Dataset entries
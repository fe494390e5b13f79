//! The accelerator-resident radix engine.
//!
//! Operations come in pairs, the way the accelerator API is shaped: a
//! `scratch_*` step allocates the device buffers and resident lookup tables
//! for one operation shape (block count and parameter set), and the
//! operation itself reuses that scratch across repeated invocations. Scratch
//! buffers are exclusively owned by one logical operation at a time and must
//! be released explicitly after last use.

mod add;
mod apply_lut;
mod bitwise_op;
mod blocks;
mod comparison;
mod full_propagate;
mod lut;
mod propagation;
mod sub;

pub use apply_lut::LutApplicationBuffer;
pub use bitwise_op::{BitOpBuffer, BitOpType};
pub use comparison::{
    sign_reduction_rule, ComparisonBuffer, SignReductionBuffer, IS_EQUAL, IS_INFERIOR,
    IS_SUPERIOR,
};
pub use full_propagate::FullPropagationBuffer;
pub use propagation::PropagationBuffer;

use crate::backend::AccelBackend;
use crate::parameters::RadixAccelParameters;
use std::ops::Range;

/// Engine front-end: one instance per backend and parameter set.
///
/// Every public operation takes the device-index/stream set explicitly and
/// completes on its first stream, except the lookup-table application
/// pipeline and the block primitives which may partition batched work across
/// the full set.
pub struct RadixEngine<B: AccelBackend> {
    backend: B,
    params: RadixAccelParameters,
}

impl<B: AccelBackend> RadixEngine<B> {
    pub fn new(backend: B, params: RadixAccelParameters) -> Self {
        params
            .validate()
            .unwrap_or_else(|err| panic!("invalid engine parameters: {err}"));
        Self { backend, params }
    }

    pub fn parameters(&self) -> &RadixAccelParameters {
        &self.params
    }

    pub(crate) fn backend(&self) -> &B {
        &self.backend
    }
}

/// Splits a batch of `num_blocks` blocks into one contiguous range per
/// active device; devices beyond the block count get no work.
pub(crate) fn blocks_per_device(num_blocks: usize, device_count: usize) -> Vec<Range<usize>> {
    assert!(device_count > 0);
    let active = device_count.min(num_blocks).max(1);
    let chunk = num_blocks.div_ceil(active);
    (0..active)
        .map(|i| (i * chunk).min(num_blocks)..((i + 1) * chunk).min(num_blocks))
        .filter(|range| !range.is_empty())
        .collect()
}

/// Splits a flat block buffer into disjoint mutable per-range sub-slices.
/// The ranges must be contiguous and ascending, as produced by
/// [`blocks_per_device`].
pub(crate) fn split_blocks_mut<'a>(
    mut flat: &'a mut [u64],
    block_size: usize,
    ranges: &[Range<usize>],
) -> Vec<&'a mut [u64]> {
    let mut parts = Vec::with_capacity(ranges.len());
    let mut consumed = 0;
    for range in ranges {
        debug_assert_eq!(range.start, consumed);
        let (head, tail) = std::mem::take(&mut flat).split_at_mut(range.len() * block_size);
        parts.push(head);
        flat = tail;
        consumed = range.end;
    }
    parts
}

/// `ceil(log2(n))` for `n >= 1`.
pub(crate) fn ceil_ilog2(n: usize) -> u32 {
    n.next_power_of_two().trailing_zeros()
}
==
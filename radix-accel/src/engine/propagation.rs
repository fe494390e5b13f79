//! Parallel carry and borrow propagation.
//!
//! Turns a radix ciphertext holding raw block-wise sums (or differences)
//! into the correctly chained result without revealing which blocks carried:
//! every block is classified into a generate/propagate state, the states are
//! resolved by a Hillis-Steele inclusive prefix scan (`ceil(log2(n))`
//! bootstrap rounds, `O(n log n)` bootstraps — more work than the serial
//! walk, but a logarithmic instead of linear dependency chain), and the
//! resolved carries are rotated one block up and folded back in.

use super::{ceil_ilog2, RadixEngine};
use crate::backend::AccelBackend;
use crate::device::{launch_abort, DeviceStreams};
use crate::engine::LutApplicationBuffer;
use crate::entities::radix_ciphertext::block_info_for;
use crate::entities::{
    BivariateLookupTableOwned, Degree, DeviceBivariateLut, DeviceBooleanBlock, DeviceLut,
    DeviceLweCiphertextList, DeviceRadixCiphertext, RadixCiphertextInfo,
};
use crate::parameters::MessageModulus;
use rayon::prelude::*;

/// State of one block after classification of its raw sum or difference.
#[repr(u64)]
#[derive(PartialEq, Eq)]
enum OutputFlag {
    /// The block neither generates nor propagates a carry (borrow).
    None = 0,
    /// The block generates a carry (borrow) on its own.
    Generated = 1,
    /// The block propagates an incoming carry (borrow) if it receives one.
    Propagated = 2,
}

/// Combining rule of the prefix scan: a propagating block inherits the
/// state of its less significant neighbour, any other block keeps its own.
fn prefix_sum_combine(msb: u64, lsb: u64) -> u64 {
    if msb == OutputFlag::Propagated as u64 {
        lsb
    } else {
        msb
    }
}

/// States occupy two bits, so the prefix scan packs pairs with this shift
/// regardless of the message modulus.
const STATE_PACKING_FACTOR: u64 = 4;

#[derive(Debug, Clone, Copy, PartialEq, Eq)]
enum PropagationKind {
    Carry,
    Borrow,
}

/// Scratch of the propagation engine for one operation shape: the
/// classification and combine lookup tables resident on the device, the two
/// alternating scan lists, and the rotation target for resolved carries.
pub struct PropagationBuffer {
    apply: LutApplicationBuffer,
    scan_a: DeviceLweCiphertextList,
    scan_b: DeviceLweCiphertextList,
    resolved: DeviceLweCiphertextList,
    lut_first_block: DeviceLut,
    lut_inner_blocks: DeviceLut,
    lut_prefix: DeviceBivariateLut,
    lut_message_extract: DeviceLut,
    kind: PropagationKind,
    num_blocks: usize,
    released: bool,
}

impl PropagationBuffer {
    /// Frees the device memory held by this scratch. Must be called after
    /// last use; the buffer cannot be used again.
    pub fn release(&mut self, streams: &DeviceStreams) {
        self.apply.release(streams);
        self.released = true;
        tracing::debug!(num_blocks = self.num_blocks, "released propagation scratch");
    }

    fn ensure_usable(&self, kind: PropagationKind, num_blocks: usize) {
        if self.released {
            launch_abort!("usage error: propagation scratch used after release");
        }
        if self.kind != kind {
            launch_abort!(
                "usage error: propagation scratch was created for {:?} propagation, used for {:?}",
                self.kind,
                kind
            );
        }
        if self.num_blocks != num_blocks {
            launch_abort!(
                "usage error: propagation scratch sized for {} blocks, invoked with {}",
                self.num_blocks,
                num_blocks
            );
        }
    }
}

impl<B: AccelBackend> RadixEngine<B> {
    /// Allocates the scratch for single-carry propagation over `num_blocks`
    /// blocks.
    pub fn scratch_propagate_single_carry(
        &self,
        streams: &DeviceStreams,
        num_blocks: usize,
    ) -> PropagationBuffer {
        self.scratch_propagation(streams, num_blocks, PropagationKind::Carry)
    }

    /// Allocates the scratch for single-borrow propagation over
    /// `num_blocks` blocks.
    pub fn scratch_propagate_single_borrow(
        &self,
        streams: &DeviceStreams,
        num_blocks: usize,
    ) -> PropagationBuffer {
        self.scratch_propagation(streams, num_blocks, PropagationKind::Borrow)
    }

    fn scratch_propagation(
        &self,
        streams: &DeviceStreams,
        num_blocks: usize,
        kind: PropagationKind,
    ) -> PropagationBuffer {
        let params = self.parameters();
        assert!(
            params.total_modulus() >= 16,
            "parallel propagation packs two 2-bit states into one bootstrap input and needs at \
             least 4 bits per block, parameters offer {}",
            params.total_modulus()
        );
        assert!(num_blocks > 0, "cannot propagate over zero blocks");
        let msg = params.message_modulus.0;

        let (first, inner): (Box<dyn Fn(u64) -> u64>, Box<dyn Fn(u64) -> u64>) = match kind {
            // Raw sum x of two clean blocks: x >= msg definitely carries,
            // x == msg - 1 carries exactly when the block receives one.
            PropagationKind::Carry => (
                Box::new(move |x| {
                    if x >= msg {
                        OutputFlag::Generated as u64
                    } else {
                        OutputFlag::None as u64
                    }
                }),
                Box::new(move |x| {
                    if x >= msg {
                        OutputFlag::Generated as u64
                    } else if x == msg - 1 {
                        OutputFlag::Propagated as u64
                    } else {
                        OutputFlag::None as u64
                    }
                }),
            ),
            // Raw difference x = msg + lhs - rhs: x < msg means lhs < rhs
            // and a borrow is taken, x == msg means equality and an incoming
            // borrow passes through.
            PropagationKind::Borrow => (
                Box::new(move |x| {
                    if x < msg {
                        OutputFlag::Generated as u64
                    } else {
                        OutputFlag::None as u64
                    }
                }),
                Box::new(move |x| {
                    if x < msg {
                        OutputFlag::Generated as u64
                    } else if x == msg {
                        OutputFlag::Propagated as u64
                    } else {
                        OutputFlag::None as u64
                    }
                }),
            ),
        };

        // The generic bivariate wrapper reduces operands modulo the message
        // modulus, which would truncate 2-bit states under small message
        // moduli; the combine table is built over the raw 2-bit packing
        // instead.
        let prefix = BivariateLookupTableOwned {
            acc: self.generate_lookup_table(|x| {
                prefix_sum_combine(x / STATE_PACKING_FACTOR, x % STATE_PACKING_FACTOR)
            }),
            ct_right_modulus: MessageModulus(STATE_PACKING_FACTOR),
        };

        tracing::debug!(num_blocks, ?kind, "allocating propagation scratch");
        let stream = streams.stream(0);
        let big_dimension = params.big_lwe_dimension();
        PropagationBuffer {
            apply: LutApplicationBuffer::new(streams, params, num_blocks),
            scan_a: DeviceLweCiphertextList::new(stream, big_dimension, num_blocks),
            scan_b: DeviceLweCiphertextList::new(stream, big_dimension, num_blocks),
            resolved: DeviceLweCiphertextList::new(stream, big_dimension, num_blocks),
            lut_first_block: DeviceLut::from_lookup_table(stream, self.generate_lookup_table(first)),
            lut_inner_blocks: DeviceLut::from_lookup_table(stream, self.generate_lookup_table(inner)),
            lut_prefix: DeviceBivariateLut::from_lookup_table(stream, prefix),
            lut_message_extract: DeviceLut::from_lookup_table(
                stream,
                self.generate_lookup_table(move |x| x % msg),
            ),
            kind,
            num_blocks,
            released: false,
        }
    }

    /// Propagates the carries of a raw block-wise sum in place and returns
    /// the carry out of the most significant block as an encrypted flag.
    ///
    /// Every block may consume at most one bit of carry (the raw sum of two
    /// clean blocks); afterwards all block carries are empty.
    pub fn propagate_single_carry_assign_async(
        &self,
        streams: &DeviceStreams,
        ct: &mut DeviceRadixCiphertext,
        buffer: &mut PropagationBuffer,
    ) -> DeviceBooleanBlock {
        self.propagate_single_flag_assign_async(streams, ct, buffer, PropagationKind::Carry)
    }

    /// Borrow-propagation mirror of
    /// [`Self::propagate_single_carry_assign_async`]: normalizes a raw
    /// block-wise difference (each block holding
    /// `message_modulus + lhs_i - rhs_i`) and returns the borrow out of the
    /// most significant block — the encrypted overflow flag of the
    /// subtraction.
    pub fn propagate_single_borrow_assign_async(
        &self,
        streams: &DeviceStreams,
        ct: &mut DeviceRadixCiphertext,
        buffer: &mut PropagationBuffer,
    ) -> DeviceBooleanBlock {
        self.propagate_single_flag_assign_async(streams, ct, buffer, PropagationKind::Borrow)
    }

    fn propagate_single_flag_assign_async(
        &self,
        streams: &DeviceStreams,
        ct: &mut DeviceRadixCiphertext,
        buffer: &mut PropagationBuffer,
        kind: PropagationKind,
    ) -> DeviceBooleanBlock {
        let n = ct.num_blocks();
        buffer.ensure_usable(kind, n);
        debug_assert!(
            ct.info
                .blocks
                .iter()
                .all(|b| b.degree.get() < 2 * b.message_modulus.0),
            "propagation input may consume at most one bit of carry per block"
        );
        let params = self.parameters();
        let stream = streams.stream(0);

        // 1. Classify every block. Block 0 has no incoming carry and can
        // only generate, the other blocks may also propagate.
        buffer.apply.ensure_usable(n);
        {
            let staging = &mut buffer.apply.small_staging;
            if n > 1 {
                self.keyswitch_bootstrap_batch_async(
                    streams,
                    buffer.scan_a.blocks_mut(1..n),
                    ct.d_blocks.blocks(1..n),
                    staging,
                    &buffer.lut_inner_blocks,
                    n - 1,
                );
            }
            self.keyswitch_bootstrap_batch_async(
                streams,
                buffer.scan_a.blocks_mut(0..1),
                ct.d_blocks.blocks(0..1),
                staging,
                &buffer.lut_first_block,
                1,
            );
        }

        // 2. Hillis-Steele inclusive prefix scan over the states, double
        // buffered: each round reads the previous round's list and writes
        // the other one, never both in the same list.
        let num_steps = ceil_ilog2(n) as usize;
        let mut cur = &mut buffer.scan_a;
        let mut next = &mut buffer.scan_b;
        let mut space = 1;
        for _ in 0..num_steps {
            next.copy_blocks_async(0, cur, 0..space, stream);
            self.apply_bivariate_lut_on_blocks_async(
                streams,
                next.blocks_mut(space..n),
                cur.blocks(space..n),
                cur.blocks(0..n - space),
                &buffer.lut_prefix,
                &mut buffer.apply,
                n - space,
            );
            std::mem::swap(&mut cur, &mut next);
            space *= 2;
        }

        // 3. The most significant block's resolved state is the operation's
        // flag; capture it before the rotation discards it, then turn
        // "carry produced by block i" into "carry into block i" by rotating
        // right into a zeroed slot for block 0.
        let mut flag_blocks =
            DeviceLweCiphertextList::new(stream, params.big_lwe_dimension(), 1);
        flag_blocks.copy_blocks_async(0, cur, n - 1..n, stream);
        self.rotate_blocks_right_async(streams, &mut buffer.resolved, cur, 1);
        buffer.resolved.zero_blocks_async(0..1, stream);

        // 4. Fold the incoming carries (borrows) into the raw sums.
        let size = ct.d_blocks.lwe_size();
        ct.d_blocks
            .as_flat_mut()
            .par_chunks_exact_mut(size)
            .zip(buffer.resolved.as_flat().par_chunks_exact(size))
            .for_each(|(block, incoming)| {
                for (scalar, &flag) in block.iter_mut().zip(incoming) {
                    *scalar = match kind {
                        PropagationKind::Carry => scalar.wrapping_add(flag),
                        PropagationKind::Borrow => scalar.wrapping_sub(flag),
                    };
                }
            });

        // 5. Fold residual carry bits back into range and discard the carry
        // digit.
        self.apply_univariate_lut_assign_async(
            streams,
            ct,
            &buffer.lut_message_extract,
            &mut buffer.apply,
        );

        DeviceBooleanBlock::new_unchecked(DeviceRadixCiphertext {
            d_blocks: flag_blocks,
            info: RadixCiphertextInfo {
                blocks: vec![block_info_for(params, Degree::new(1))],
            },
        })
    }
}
* * *
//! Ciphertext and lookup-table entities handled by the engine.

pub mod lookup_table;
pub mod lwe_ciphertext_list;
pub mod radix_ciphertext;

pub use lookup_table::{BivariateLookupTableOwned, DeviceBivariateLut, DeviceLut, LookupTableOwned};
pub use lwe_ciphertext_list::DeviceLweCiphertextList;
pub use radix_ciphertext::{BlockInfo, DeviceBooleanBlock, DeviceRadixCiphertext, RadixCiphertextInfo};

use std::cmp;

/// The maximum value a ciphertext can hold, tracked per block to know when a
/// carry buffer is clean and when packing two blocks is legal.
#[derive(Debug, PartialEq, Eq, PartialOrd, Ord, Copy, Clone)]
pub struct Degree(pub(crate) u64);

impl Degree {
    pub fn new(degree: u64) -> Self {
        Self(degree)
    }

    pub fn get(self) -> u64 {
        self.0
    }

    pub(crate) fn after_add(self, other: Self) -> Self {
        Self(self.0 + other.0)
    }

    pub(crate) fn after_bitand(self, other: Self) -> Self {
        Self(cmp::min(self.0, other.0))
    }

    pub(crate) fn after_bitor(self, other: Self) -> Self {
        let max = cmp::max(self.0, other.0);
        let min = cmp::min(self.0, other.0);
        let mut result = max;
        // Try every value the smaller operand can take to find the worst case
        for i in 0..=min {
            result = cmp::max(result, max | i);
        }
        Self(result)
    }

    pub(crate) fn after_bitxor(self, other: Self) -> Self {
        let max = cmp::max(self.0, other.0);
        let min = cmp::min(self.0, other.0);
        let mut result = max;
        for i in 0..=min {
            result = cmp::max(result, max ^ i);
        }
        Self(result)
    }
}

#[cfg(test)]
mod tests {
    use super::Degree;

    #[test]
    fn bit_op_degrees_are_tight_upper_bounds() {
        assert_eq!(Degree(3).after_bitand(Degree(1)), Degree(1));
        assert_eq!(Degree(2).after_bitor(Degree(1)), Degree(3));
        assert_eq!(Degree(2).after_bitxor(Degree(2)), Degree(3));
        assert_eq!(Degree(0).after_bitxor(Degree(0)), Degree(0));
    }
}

> [TASK PROMPT]: Write out every line of the data that holds the word "released".

> [SOLVED PROBLEM]:
//! be released explicitly after last use.
    released: bool,
        self.released = true;
        tracing::debug!(num_blocks = self.num_blocks, "released propagation scratch");
        if self.released {
            released: false,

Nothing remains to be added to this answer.